CAMIVA et les camions de pompiers
Une entreprise de sécurité des biens et des personnes sacrifiée par le groupe FIAT IVECO (publié nov. 2015, actualisé mars 2016)
Fiat Iveco est un groupe aux ramifications inextricables, se restructurant en permanence selon les lubies de quelques dirigeants qui, un beau jour, décideront de balayer d’un revers de la main la petite entreprise Camiva, après l’avoir dépecée de son savoir-faire.
Jusqu’au milieu des années 2000, Camiva assurait son indépendance et sa pérennité par une grande diversité de produits, camions feux de forêts, d’aéroport, grandes échelles … et par une clientèle composée de collectivités publiques, en France et de structures étatiques à l’étranger et ceci sur tous les continents.
Mais peu à peu, le groupe Fiat Iveco lui interdira tout investissement nouveau, tout recrutement en CDI, et la spécialisera dans des productions à faible valeur ajoutée, transférant les bonnes activités en Allemagne et en Italie.
Puis ce sera au tour de la gestion commerciale d’être centralisée par le Groupe, ôtant ainsi à Camiva toute maitrise de sa clientèle.
Et pour finir, en 2011, Camiva sera contrainte de vendre ses camions par l’intermédiaire de la filiale italienne et le faible niveau des prix de transfert permettra de faire apparaitre un gros déficit, justifiant ainsi un arrêt total de la production et un plan de licenciement pour 129 salariés sur un effectif total de 170 salariés.

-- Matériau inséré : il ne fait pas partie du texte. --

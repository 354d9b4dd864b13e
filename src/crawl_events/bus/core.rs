//! Core ScrapeEventBus struct definition and constructors

use std::sync::Arc;
use std::sync::atomic::{AtomicBool, AtomicUsize};
use tokio::sync::{Mutex, Notify, broadcast};

use crate::crawl_events::config::EventBusConfig;
use crate::crawl_events::metrics::EventBusMetrics;
use crate::crawl_events::types::ScrapeEvent;

/// Event bus for publishing and subscribing to scrape events
#[derive(Debug)]
pub struct ScrapeEventBus {
    pub(super) sender: broadcast::Sender<ScrapeEvent>,
    pub(super) config: Arc<EventBusConfig>,
    pub(super) metrics: EventBusMetrics,
    pub(super) shutdown: Arc<Notify>,
    pub(super) shutdown_flag: Arc<AtomicBool>,
    pub(super) send_lock: Arc<Mutex<()>>,
    /// Live handle count, so only the last dropped handle signals shutdown
    pub(super) num_instances: Arc<AtomicUsize>,
}

impl ScrapeEventBus {
    /// Create a new event bus with the specified capacity
    #[must_use]
    pub fn new(capacity: usize) -> Self {
        let config = EventBusConfig {
            capacity,
            ..Default::default()
        };
        Self::with_config(config)
    }

    /// Create a new event bus with custom configuration
    #[must_use]
    pub fn with_config(config: EventBusConfig) -> Self {
        // broadcast::channel panics on zero capacity
        let capacity = config.capacity.max(1);
        let (sender, _) = broadcast::channel(capacity);
        Self {
            sender,
            config: Arc::new(EventBusConfig { capacity, ..config }),
            metrics: EventBusMetrics::new(),
            shutdown: Arc::new(Notify::new()),
            shutdown_flag: Arc::new(AtomicBool::new(false)),
            send_lock: Arc::new(Mutex::new(())),
            num_instances: Arc::new(AtomicUsize::new(1)),
        }
    }

    #[must_use]
    pub fn config(&self) -> &EventBusConfig {
        &self.config
    }

    /// Individual counter reads are atomic; use `metrics().snapshot()` for a
    /// consistent view across counters.
    #[must_use]
    pub fn metrics(&self) -> &EventBusMetrics {
        &self.metrics
    }

    /// Ratio of buffered events to capacity (0.0 = empty, 1.0 = full)
    #[must_use]
    pub fn pressure(&self) -> f64 {
        self.sender.len() as f64 / self.config.capacity as f64
    }

    #[must_use]
    pub fn buffer_len(&self) -> usize {
        self.sender.len()
    }
}
//! Plain HTTP page fetcher

use std::collections::HashMap;
use std::time::Duration;

use async_trait::async_trait;
use reqwest::{Client, StatusCode};

use crate::crawl_engine::{CrawlError, FetchOptions, FetchResponse, PageFetcher};
use crate::utils::constants::CHROME_USER_AGENT;

/// Default per-request timeout for the HTTP client
pub const DEFAULT_HTTP_TIMEOUT_SECS: u64 = 30;

/// Statuses whose body is kept so authentication detection can inspect it
const AUTH_STATUSES: [StatusCode; 3] = [
    StatusCode::UNAUTHORIZED,
    StatusCode::FORBIDDEN,
    StatusCode::PROXY_AUTHENTICATION_REQUIRED,
];

/// Fetches raw HTML over HTTP without executing JavaScript
///
/// Never returns `Err`: transport failures and error statuses are reported
/// through `FetchResponse::error`.
#[derive(Debug, Clone)]
pub struct HttpFetcher {
    client: Client,
}

impl HttpFetcher {
    /// Build a fetcher with the default timeout and user agent
    ///
    /// # Errors
    ///
    /// Returns `CrawlError::Network` if the TLS backend cannot be initialized.
    pub fn new() -> Result<Self, CrawlError> {
        Self::with_timeout(Duration::from_secs(DEFAULT_HTTP_TIMEOUT_SECS))
    }

    /// # Errors
    ///
    /// Returns `CrawlError::Network` if the TLS backend cannot be initialized.
    pub fn with_timeout(timeout: Duration) -> Result<Self, CrawlError> {
        let client = Client::builder()
            .timeout(timeout)
            .user_agent(CHROME_USER_AGENT)
            .build()
            .map_err(|e| CrawlError::Network(format!("failed to build HTTP client: {e}")))?;
        Ok(Self { client })
    }

    /// Use an existing client, e.g. one with a proxy configured
    #[must_use]
    pub fn from_client(client: Client) -> Self {
        Self { client }
    }

    async fn get(&self, url: &str) -> Result<FetchResponse, reqwest::Error> {
        let response = self.client.get(url).send().await?;
        let status = response.status();
        let final_url = response.url().to_string();
        let headers: HashMap<String, String> = response
            .headers()
            .iter()
            .filter_map(|(name, value)| {
                value
                    .to_str()
                    .ok()
                    .map(|v| (name.as_str().to_string(), v.to_string()))
            })
            .collect();
        let body = response.text().await?;

        let (html, error) = if status.is_success() || AUTH_STATUSES.contains(&status) {
            (body, None)
        } else {
            (String::new(), Some(format!("HTTP {status}")))
        };

        Ok(FetchResponse {
            html,
            status: status.as_u16(),
            final_url,
            headers,
            error,
        })
    }
}

#[async_trait]
impl PageFetcher for HttpFetcher {
    async fn fetch(&self, url: &str, _options: FetchOptions) -> anyhow::Result<FetchResponse> {
        match self.get(url).await {
            Ok(response) => {
                log::debug!("Fetched {url} over HTTP: {} ({} bytes)", response.status, response.html.len());
                Ok(response)
            }
            Err(e) => {
                log::warn!("HTTP fetch failed for {url}: {e}");
                Ok(FetchResponse::failed(url, e.to_string()))
            }
        }
    }
}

Que l’entreprise ait toujours été bénéficiaire au cours des 25 années précédentes n’infléchira pas la décision de fermeture du site.

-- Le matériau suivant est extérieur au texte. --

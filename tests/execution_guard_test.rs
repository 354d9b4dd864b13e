//! Termination races: timeout, stagnation, cancellation and loop caps

use std::sync::Arc;
use std::time::Duration;

use kodegen_tools_goalcrawl::crawl_engine::CrawlHooks;
use kodegen_tools_goalcrawl::{GoalCrawler, ScrapeEvent, ScrapeEventBus, TerminationReason};

mod common;
use common::{EndlessWeb, FakeWeb, HangingAuth, HangingFetcher, ScriptedIntelligence, config, page_html};

const ENDLESS_SEED: &str = "https://endless.test/page/0";

#[tokio::test(start_paused = true)]
async fn endless_frontier_stops_at_the_timeout() {
    let config = config(ENDLESS_SEED)
        .max_pages(10_000)
        .max_depth(10_000)
        .max_iterations(10_000)
        .max_execution_time_ms(1_000)
        .build()
        .unwrap();
    let fetcher = Arc::new(EndlessWeb {
        delay: Duration::from_millis(50),
    });

    let started = tokio::time::Instant::now();
    let output = GoalCrawler::new(config, fetcher, Arc::new(ScriptedIntelligence::new()))
        .run()
        .await;

    assert_eq!(output.termination, TerminationReason::Timeout);
    assert!(!output.pages.is_empty());
    assert!(output.pages.len() <= 20, "{} pages", output.pages.len());
    assert!(started.elapsed() < Duration::from_millis(1_100));
    assert_eq!(output.summary.pages_scraped, output.pages.len());
}

#[tokio::test(start_paused = true)]
async fn hung_fetch_is_reported_as_deadlock() {
    let config = config("https://hang.test/")
        .deadlock_detection_ms(1_000)
        .deadlock_check_interval_ms(100)
        .collaborator_timeout_secs(3_600)
        .build()
        .unwrap();

    let output = GoalCrawler::new(
        config,
        Arc::new(HangingFetcher),
        Arc::new(ScriptedIntelligence::new()),
    )
    .run()
    .await;

    assert_eq!(output.termination, TerminationReason::Deadlock);
    assert!(output.pages.is_empty());
    assert_eq!(output.summary.pages_scraped, 0);
}

#[tokio::test(start_paused = true)]
async fn reloaded_config_keeps_the_stagnation_detector_alive() {
    let built = config("https://hang.test/")
        .deadlock_detection_ms(1_000)
        .collaborator_timeout_secs(3_600)
        .build()
        .unwrap();
    let mut json = serde_json::to_value(&built).unwrap();
    json["deadlockCheckIntervalMs"] = serde_json::json!(0);
    let reloaded: kodegen_tools_goalcrawl::ScrapeConfig = serde_json::from_value(json).unwrap();

    let started = tokio::time::Instant::now();
    let output = GoalCrawler::new(
        reloaded,
        Arc::new(HangingFetcher),
        Arc::new(ScriptedIntelligence::new()),
    )
    .run()
    .await;

    assert_eq!(output.termination, TerminationReason::Deadlock);
    assert!(started.elapsed() < Duration::from_secs(2));
}

#[tokio::test(start_paused = true)]
async fn hung_fetch_times_out_as_a_collaborator_failure() {
    let config = config("https://hang.test/")
        .collaborator_timeout_secs(2)
        .build()
        .unwrap();

    let output = GoalCrawler::new(
        config,
        Arc::new(HangingFetcher),
        Arc::new(ScriptedIntelligence::new()),
    )
    .run()
    .await;

    assert_eq!(output.termination, TerminationReason::FrontierExhausted);
    let last_error = output.last_error.unwrap_or_default();
    assert!(last_error.contains("timed out after 2 seconds"), "{last_error}");
}

#[tokio::test(start_paused = true)]
async fn hung_auth_handler_is_cut_off_by_the_timeout() {
    let seed = "https://login.test/";
    let web = Arc::new(FakeWeb::new().locked_page(seed, page_html("Members", "Secret", &[])));
    let auth = Arc::new(HangingAuth::default());
    let config = config(seed)
        .max_execution_time_ms(1_000)
        .collaborator_timeout_secs(3_600)
        .build()
        .unwrap();

    let started = tokio::time::Instant::now();
    let output = GoalCrawler::new(config, web, Arc::new(ScriptedIntelligence::new()))
        .with_hooks(CrawlHooks::new().with_auth_handler(auth.clone()))
        .run()
        .await;

    assert_eq!(auth.calls(), 1);
    assert_eq!(output.termination, TerminationReason::Timeout);
    assert!(output.pages.is_empty());
    assert!(started.elapsed() < Duration::from_millis(1_100));
}

#[tokio::test(start_paused = true)]
async fn cancel_keeps_partial_results() {
    let config = config(ENDLESS_SEED)
        .max_pages(10_000)
        .max_depth(10_000)
        .max_iterations(10_000)
        .build()
        .unwrap();
    let crawler = GoalCrawler::new(
        config,
        Arc::new(EndlessWeb {
            delay: Duration::from_millis(50),
        }),
        Arc::new(ScriptedIntelligence::new()),
    );
    let cancel = crawler.cancel_handle();

    let canceller = tokio::spawn(async move {
        tokio::time::sleep(Duration::from_millis(275)).await;
        (cancel.cancel(), cancel.cancel())
    });

    let output = crawler.run().await;

    // Only the first trigger counts
    assert_eq!(canceller.await.unwrap(), (true, false));
    assert_eq!(output.termination, TerminationReason::Cancelled);
    assert!((4..=6).contains(&output.pages.len()), "{} pages", output.pages.len());
}

#[tokio::test]
async fn iteration_cap_bounds_the_loop() {
    let config = config(ENDLESS_SEED)
        .max_pages(10_000)
        .max_depth(10_000)
        .max_iterations(3)
        .build()
        .unwrap();

    let output = GoalCrawler::new(
        config,
        Arc::new(EndlessWeb::default()),
        Arc::new(ScriptedIntelligence::new()),
    )
    .run()
    .await;

    assert_eq!(output.termination, TerminationReason::IterationLimit);
    assert_eq!(output.pages.len(), 3);
}

#[tokio::test]
async fn forced_stop_is_announced_on_the_event_feed() {
    let bus = Arc::new(ScrapeEventBus::new(256));
    let collector = common::collect_events(&bus);
    let config = config(ENDLESS_SEED)
        .max_pages(10_000)
        .max_depth(10_000)
        .max_iterations(2)
        .event_bus(bus)
        .build()
        .unwrap();

    GoalCrawler::new(
        config,
        Arc::new(EndlessWeb::default()),
        Arc::new(ScriptedIntelligence::new()),
    )
    .run()
    .await;
    let events = collector.await.unwrap();

    assert!(events.iter().any(|e| matches!(
        e,
        ScrapeEvent::Error { error } if error.contains("iteration limit")
    )));
    assert!(matches!(events.last(), Some(ScrapeEvent::ScrapingComplete { .. })));
}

Au contraire le cynisme et le mépris ne connaîtront pas de limites aussi bien vis-à-vis des salariés que des collectivités locales.
Et voilà la triste fin d’une entreprise assurant la sécurité des biens et des personnes, une perte importante pour l’économie locale et nationale.

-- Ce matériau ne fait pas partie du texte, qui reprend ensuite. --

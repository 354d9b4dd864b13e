//! Deterministic fake collaborators shared by the integration tests

#![allow(dead_code)]

use std::collections::{HashMap, HashSet};
use std::sync::atomic::{AtomicUsize, Ordering};
use std::sync::{Arc, LazyLock, Mutex};
use std::time::Duration;

use async_trait::async_trait;
use kodegen_tools_goalcrawl::crawl_engine::{
    AuthDetection, AuthHandler, AuthRequest, CrawlIntelligence, CrawlState, DiscoveredLink,
    ExtractedContent, FetchOptions, FetchResponse, NavigationDecision, PageCallback, PageFetcher,
    PageMetrics, UrlAnalysis, ValueMetrics,
};
use kodegen_tools_goalcrawl::{PageContent, ScrapeConfig, ScrapeEvent, ScrapeEventBus};
use regex::Regex;
use tokio::sync::broadcast;

static HREF: LazyLock<Regex> = LazyLock::new(|| Regex::new(r#"href="([^"]+)""#).expect("regex"));
static HEADING: LazyLock<Regex> = LazyLock::new(|| Regex::new(r"<h1>(.*?)</h1>").expect("regex"));

/// Test page with a heading, a paragraph and the given links
pub fn page_html(title: &str, body: &str, links: &[&str]) -> String {
    let anchors: String = links
        .iter()
        .map(|href| format!(r#"<a href="{href}">{href}</a>"#))
        .collect();
    format!("<html><body><h1>{title}</h1><p>{body}</p>{anchors}</body></html>")
}

/// Login page the fake intelligence treats as requiring authentication
pub fn login_html() -> String {
    r#"<html><body><h1>Sign in</h1><p>Members only</p><form><input type="password" name="pw"></form></body></html>"#
        .to_string()
}

/// Minimal valid configuration for a seed URL
pub fn config(seed: &str) -> kodegen_tools_goalcrawl::config::ScrapeConfigBuilder<
    kodegen_tools_goalcrawl::config::WithBaseUrl,
> {
    ScrapeConfig::builder()
        .base_url(seed)
        .scraping_goal("collect docs")
        .deadlock_detection_ms(0)
}

// ============================================================================
// Fetchers
// ============================================================================

/// In-memory website. Unknown URLs answer with a 404.
#[derive(Default)]
pub struct FakeWeb {
    pages: Mutex<HashMap<String, String>>,
    locked: Mutex<HashMap<String, String>>,
    fetches: Mutex<HashMap<String, usize>>,
    total: AtomicUsize,
    delay: Option<Duration>,
}

impl FakeWeb {
    pub fn new() -> Self {
        Self::default()
    }

    /// Every fetch sleeps this long first
    pub fn with_delay(mut self, delay: Duration) -> Self {
        self.delay = Some(delay);
        self
    }

    pub fn page(self, url: &str, html: impl Into<String>) -> Self {
        self.pages
            .lock()
            .expect("pages lock")
            .insert(url.to_string(), html.into());
        self
    }

    /// Serve a login page at `url` until [`FakeWeb::unlock`] is called
    pub fn locked_page(self, url: &str, html: impl Into<String>) -> Self {
        self.locked
            .lock()
            .expect("locked lock")
            .insert(url.to_string(), html.into());
        self
    }

    pub fn unlock(&self, url: &str) {
        if let Some(html) = self.locked.lock().expect("locked lock").remove(url) {
            self.pages
                .lock()
                .expect("pages lock")
                .insert(url.to_string(), html);
        }
    }

    pub fn fetch_count(&self, url: &str) -> usize {
        self.fetches
            .lock()
            .expect("fetches lock")
            .get(url)
            .copied()
            .unwrap_or(0)
    }

    pub fn total_fetches(&self) -> usize {
        self.total.load(Ordering::SeqCst)
    }
}

#[async_trait]
impl PageFetcher for FakeWeb {
    async fn fetch(&self, url: &str, _options: FetchOptions) -> anyhow::Result<FetchResponse> {
        if let Some(delay) = self.delay {
            tokio::time::sleep(delay).await;
        }
        *self
            .fetches
            .lock()
            .expect("fetches lock")
            .entry(url.to_string())
            .or_insert(0) += 1;
        self.total.fetch_add(1, Ordering::SeqCst);

        if self.locked.lock().expect("locked lock").contains_key(url) {
            return Ok(FetchResponse {
                html: login_html(),
                status: 200,
                final_url: url.to_string(),
                ..FetchResponse::default()
            });
        }
        match self.pages.lock().expect("pages lock").get(url) {
            Some(html) => Ok(FetchResponse {
                html: html.clone(),
                status: 200,
                final_url: url.to_string(),
                ..FetchResponse::default()
            }),
            None => Ok(FetchResponse {
                status: 404,
                ..FetchResponse::failed(url, "HTTP 404 Not Found")
            }),
        }
    }
}

/// Generates an endless chain of distinct pages, each linking to the next
#[derive(Default)]
pub struct EndlessWeb {
    pub delay: Duration,
}

#[async_trait]
impl PageFetcher for EndlessWeb {
    async fn fetch(&self, url: &str, _options: FetchOptions) -> anyhow::Result<FetchResponse> {
        tokio::time::sleep(self.delay).await;
        let n: u64 = url
            .rsplit('/')
            .next()
            .and_then(|last| last.parse().ok())
            .unwrap_or(0);
        let next = format!("https://endless.test/page/{}", n + 1);
        Ok(FetchResponse {
            html: page_html(&format!("Page {n}"), &format!("Body of page {n}"), &[&next]),
            status: 200,
            final_url: url.to_string(),
            ..FetchResponse::default()
        })
    }
}

/// Never completes a fetch
pub struct HangingFetcher;

#[async_trait]
impl PageFetcher for HangingFetcher {
    async fn fetch(&self, _url: &str, _options: FetchOptions) -> anyhow::Result<FetchResponse> {
        std::future::pending().await
    }
}

// ============================================================================
// Intelligence
// ============================================================================

/// Scripted intelligence reading structure straight from the fake pages.
///
/// Links are the page's `href`s, titles its `<h1>`, and pages with a password
/// field require authentication. Completeness is extracted / `target_pages`.
pub struct ScriptedIntelligence {
    pub target_pages: usize,
    pub failing_extractions: HashSet<String>,
    pub fail_everything: bool,
    pub complete_at: Option<f64>,
    pub link_values: HashMap<String, f64>,
}

impl Default for ScriptedIntelligence {
    fn default() -> Self {
        Self {
            target_pages: 1_000,
            failing_extractions: HashSet::new(),
            fail_everything: false,
            complete_at: None,
            link_values: HashMap::new(),
        }
    }
}

impl ScriptedIntelligence {
    pub fn new() -> Self {
        Self::default()
    }

    pub fn fail_extraction(mut self, url: &str) -> Self {
        self.failing_extractions.insert(url.to_string());
        self
    }

    pub fn failing() -> Self {
        Self {
            fail_everything: true,
            ..Self::default()
        }
    }

    /// Navigator answers `complete` once completeness reaches `threshold`
    pub fn complete_at(mut self, target_pages: usize, threshold: f64) -> Self {
        self.target_pages = target_pages;
        self.complete_at = Some(threshold);
        self
    }

    pub fn link_value(mut self, href: &str, value: f64) -> Self {
        self.link_values.insert(href.to_string(), value);
        self
    }

    fn check(&self) -> anyhow::Result<()> {
        if self.fail_everything {
            anyhow::bail!("intelligence offline");
        }
        Ok(())
    }
}

#[async_trait]
impl CrawlIntelligence for ScriptedIntelligence {
    async fn analyze_url(
        &self,
        url: &str,
        _goal: &str,
        _state: &CrawlState,
    ) -> anyhow::Result<UrlAnalysis> {
        self.check()?;
        Ok(UrlAnalysis {
            relevance_score: 0.9,
            expected_value: 0.9,
            is_allowed_by_robots: !url.contains("/private"),
            domain_authority: 0.5,
            was_visited_before: false,
        })
    }

    async fn detect_authentication(
        &self,
        html: &str,
        url: &str,
        _status: u16,
    ) -> anyhow::Result<AuthDetection> {
        self.check()?;
        let requires = html.contains(r#"type="password""#);
        Ok(AuthDetection {
            requires_authentication: requires,
            auth_request: requires.then(|| AuthRequest {
                auth_type: "form".to_string(),
                ..AuthRequest::for_url(url)
            }),
        })
    }

    async fn extract_content(
        &self,
        html: &str,
        url: &str,
        _state: &CrawlState,
    ) -> anyhow::Result<ExtractedContent> {
        self.check()?;
        if self.failing_extractions.contains(url) {
            anyhow::bail!("extractor rejected {url}");
        }
        let title = HEADING
            .captures(html)
            .and_then(|c| c.get(1))
            .map_or_else(|| url.to_string(), |m| m.as_str().to_string());
        Ok(ExtractedContent {
            title,
            content: html.to_string(),
            content_type: "page".to_string(),
            metrics: PageMetrics {
                information_density: 0.7,
                relevance: 0.8,
                uniqueness: 0.9,
                content_quality_analysis: None,
            },
            entities: Vec::new(),
        })
    }

    async fn discover_links(
        &self,
        html: &str,
        _url: &str,
        _state: &CrawlState,
    ) -> anyhow::Result<Vec<DiscoveredLink>> {
        self.check()?;
        Ok(HREF
            .captures_iter(html)
            .filter_map(|c| c.get(1))
            .map(|m| {
                let href = m.as_str().to_string();
                let predicted_value = self.link_values.get(&href).copied().unwrap_or(0.5);
                DiscoveredLink {
                    url: href,
                    context: String::new(),
                    predicted_value,
                }
            })
            .collect())
    }

    async fn evaluate_progress(&self, state: &CrawlState) -> anyhow::Result<ValueMetrics> {
        self.check()?;
        Ok(ValueMetrics {
            information_density: 0.7,
            relevance: 0.8,
            uniqueness: 0.9,
            completeness: state.extracted_count() as f64 / self.target_pages as f64,
        })
    }

    async fn decide_next_action(
        &self,
        _state: &CrawlState,
        metrics: &ValueMetrics,
    ) -> anyhow::Result<NavigationDecision> {
        self.check()?;
        Ok(match self.complete_at {
            Some(threshold) if metrics.completeness >= threshold => {
                NavigationDecision::complete("enough collected")
            }
            _ => NavigationDecision::proceed("keep going"),
        })
    }
}

// ============================================================================
// Hooks
// ============================================================================

/// Auth handler that unlocks the fake page and reports `succeed`
pub struct FakeAuth {
    pub web: Arc<FakeWeb>,
    pub succeed: bool,
    pub unlocks: bool,
    pub calls: AtomicUsize,
}

impl FakeAuth {
    pub fn new(web: Arc<FakeWeb>, succeed: bool) -> Self {
        Self {
            web,
            succeed,
            unlocks: succeed,
            calls: AtomicUsize::new(0),
        }
    }

    /// Reports success but leaves the login page in place
    pub fn accepting_without_unlock(web: Arc<FakeWeb>) -> Self {
        Self {
            unlocks: false,
            ..Self::new(web, true)
        }
    }

    pub fn calls(&self) -> usize {
        self.calls.load(Ordering::SeqCst)
    }
}

#[async_trait]
impl AuthHandler for FakeAuth {
    async fn on_auth_required(&self, request: &AuthRequest) -> bool {
        self.calls.fetch_add(1, Ordering::SeqCst);
        if self.unlocks {
            self.web.unlock(&request.url);
        }
        self.succeed
    }
}

/// Auth handler that never answers
#[derive(Default)]
pub struct HangingAuth {
    calls: AtomicUsize,
}

impl HangingAuth {
    pub fn calls(&self) -> usize {
        self.calls.load(Ordering::SeqCst)
    }
}

#[async_trait]
impl AuthHandler for HangingAuth {
    async fn on_auth_required(&self, _request: &AuthRequest) -> bool {
        self.calls.fetch_add(1, Ordering::SeqCst);
        std::future::pending().await
    }
}

/// Records every processed page URL; optionally fails each call
#[derive(Default)]
pub struct RecordingCallback {
    pub seen: Mutex<Vec<String>>,
    pub fail: bool,
}

impl RecordingCallback {
    pub fn seen(&self) -> Vec<String> {
        self.seen.lock().expect("seen lock").clone()
    }
}

#[async_trait]
impl PageCallback for RecordingCallback {
    async fn on_page_processed(&self, page: &PageContent) -> anyhow::Result<()> {
        self.seen.lock().expect("seen lock").push(page.url.clone());
        if self.fail {
            anyhow::bail!("callback failed for {}", page.url);
        }
        Ok(())
    }
}

/// Subscribe before the run and collect every event once it ends
pub fn collect_events(bus: &ScrapeEventBus) -> tokio::task::JoinHandle<Vec<ScrapeEvent>> {
    let mut receiver = bus.subscribe();
    tokio::spawn(async move {
        let mut events = Vec::new();
        loop {
            match receiver.recv().await {
                Ok(ScrapeEvent::Shutdown { .. }) | Err(broadcast::error::RecvError::Closed) => {
                    break;
                }
                Ok(event) => events.push(event),
                Err(broadcast::error::RecvError::Lagged(_)) => {}
            }
        }
        events
    })
}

Du nouveau en 2016 : selon France Bleu Pays de Savoie (17 mars 2016)
L’ancien site de Camiva devrait être réhabilité et permettre la création de 300 emplois :
– 200 emplois dans 3 entreprises : extension du site voisin de Schneider électrique, implantations de la Société Escoffier (recyclage de déchets industriels) et de l’enseigne Ekosport (vente de matériel de sport d’hiver sur internet).
– 100 emplois dans des petites entreprises artisanales et de services : la construction et la commercialisation des locaux seront assurées par l’agglomération de Chambery métropole.
Création de Camiva
Créée en 1970 à Chambéry, la société Camiva (Constructeurs Associés de Matériels d’Incendie, Voirie et Aviation) a une activité d’équipementier pour véhicules spéciaux, en particulier les camions de pompiers.
Jusqu’en 1997, la société Camiva fait partie du groupe Renault Véhicules Industriels.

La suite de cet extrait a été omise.